## PROBLEM REQUIREMENTS
All that is asked is a faithful reproduction of the entries.

------------------------

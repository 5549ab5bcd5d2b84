// Copyright 2025 Martin Pool

//! List Lambda functions and SQS queues, the sources whose logs we browse.

use tracing::debug;

use crate::Result;
use crate::cloud::{
    FunctionsApi, LambdaFunction, Queue, QueuesApi, default_lambda_log_group,
    function_name_from_arn,
};
use crate::paginate::collect_pages;

/// Page size for ListFunctions and ListQueues.
static PAGE_SIZE: usize = 50;

/// List every Lambda function in the region.
pub async fn list_lambda_functions(api: &dyn FunctionsApi) -> Result<Vec<LambdaFunction>> {
    let functions =
        collect_pages(None, move |request| api.list_functions(PAGE_SIZE, request.cursor)).await?;
    debug!(n_functions = functions.len(), "Listed Lambda functions");
    Ok(functions)
}

/// List every SQS queue in the region.
pub async fn list_queues(api: &dyn QueuesApi) -> Result<Vec<Queue>> {
    let queues =
        collect_pages(None, move |request| api.list_queues(PAGE_SIZE, request.cursor)).await?;
    debug!(n_queues = queues.len(), "Listed SQS queues");
    Ok(queues)
}

/// Find the Lambda functions that consume messages from a queue.
///
/// SQS has no log group of its own, so the logs worth reading for a queue are those of
/// its consumers. The result holds function names, deduplicated, in listing order.
pub async fn queue_consumers(
    queues: &dyn QueuesApi,
    functions: &dyn FunctionsApi,
    queue: &Queue,
) -> Result<Vec<String>> {
    let queue_arn = queues.queue_arn(queue).await?;
    debug!(?queue_arn, "Listing event source mappings");
    let event_source_arn = queue_arn.as_str();
    let arns = collect_pages(None, move |request| {
        functions.list_event_source_consumers(event_source_arn, request.cursor)
    })
    .await?;
    let mut names: Vec<String> = Vec::with_capacity(arns.len());
    for arn in &arns {
        let name = function_name_from_arn(arn);
        if !names.iter().any(|n| n == name) {
            names.push(name.to_owned());
        }
    }
    Ok(names)
}

/// The log group a consuming function writes to: its configured group if the function is
/// listed with one, otherwise the default Lambda group.
pub async fn consumer_log_group(
    functions: &dyn FunctionsApi,
    function_name: &str,
) -> Result<String> {
    let log_group = list_lambda_functions(functions)
        .await?
        .into_iter()
        .find(|function| function.name == function_name)
        .map(|function| function.log_group_name())
        .unwrap_or_else(|| default_lambda_log_group(function_name));
    debug!(?function_name, ?log_group, "Consumer log group");
    Ok(log_group)
}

------------------------

## ANSWER BOX
repository 5549ab5bcd5d2b84
// Copyright 2025 Martin Pool

//! List Lambda functions and SQS queues, the sources whose logs we browse.

use tracing::debug;

use crate::Result;
use crate::cloud::{
    FunctionsApi, LambdaFunction, Queue, QueuesApi, default_lambda_log_group,
    function_name_from_arn,
};
use crate::paginate::collect_pages;

/// Page size for ListFunctions and ListQueues.
static PAGE_SIZE: usize = 50;

/// List every Lambda function in the region.
pub async fn list_lambda_functions(api: &dyn FunctionsApi) -> Result<Vec<LambdaFunction>> {
    let functions =
        collect_pages(None, move |request| api.list_functions(PAGE_SIZE, request.cursor)).await?;
    debug!(n_functions = functions.len(), "Listed Lambda functions");
    Ok(functions)
}

/// List every SQS queue in the region.
pub async fn list_queues(api: &dyn QueuesApi) -> Result<Vec<Queue>> {
    let queues =
        collect_pages(None, move |request| api.list_queues(PAGE_SIZE, request.cursor)).await?;
    debug!(n_queues = queues.len(), "Listed SQS queues");
    Ok(queues)
}

/// Find the Lambda functions that consume messages from a queue.
///
/// SQS has no log group of its own, so the logs worth reading for a queue are those of
/// its consumers. The result holds function names, deduplicated, in listing order.
pub async fn queue_consumers(
    queues: &dyn QueuesApi,
    functions: &dyn FunctionsApi,
    queue: &Queue,
) -> Result<Vec<String>> {
    let queue_arn = queues.queue_arn(queue).await?;
    debug!(?queue_arn, "Listing event source mappings");
    let event_source_arn = queue_arn.as_str();
    let arns = collect_pages(None, move |request| {
        functions.list_event_source_consumers(event_source_arn, request.cursor)
    })
    .await?;
    let mut names: Vec<String> = Vec::with_capacity(arns.len());
    for arn in &arns {
        let name = function_name_from_arn(arn);
        if !names.iter().any(|n| n == name) {
            names.push(name.to_owned());
        }
    }
    Ok(names)
}

/// The log group a consuming function writes to: its configured group if the function is
/// listed with one, otherwise the default Lambda group.
pub async fn consumer_log_group(
    functions: &dyn FunctionsApi,
    function_name: &str,
) -> Result<String> {
    let log_group = list_lambda_functions(functions)
        .await?
        .into_iter()
        .find(|function| function.name == function_name)
        .map(|function| function.log_group_name())
        .unwrap_or_else(|| default_lambda_log_group(function_name));
    debug!(?function_name, ?log_group, "Consumer log group");
    Ok(log_group)
}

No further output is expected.